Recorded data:
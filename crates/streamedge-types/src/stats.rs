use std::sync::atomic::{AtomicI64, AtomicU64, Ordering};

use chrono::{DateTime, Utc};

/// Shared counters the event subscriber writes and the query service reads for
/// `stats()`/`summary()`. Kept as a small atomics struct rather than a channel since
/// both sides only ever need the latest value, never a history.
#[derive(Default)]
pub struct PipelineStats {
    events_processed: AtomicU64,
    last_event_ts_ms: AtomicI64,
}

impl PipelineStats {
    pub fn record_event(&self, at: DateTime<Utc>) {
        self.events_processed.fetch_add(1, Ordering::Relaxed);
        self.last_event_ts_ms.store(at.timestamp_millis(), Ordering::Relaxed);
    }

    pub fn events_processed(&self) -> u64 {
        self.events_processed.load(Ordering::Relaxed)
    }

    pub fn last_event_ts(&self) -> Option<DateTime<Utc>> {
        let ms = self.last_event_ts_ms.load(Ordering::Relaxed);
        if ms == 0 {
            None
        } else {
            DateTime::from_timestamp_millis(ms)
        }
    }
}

> **TASK PROMPT**
Give back all of the entries above, unchanged in every word.

> **FINISHED TASK**
filename crates/streamedge-types/src/stats.rs
use std::sync::atomic::{AtomicI64, AtomicU64, Ordering};

use chrono::{DateTime, Utc};

/// Shared counters the event subscriber writes and the query service reads for
/// `stats()`/`summary()`. Kept as a small atomics struct rather than a channel since
/// both sides only ever need the latest value, never a history.
#[derive(Default)]
pub struct PipelineStats {
    events_processed: AtomicU64,
    last_event_ts_ms: AtomicI64,
}

impl PipelineStats {
    pub fn record_event(&self, at: DateTime<Utc>) {
        self.events_processed.fetch_add(1, Ordering::Relaxed);
        self.last_event_ts_ms.store(at.timestamp_millis(), Ordering::Relaxed);
    }

    pub fn events_processed(&self) -> u64 {
        self.events_processed.load(Ordering::Relaxed)
    }

    pub fn last_event_ts(&self) -> Option<DateTime<Utc>> {
        let ms = self.last_event_ts_ms.load(Ordering::Relaxed);
        if ms == 0 {
            None
        } else {
            DateTime::from_timestamp_millis(ms)
        }
    }
}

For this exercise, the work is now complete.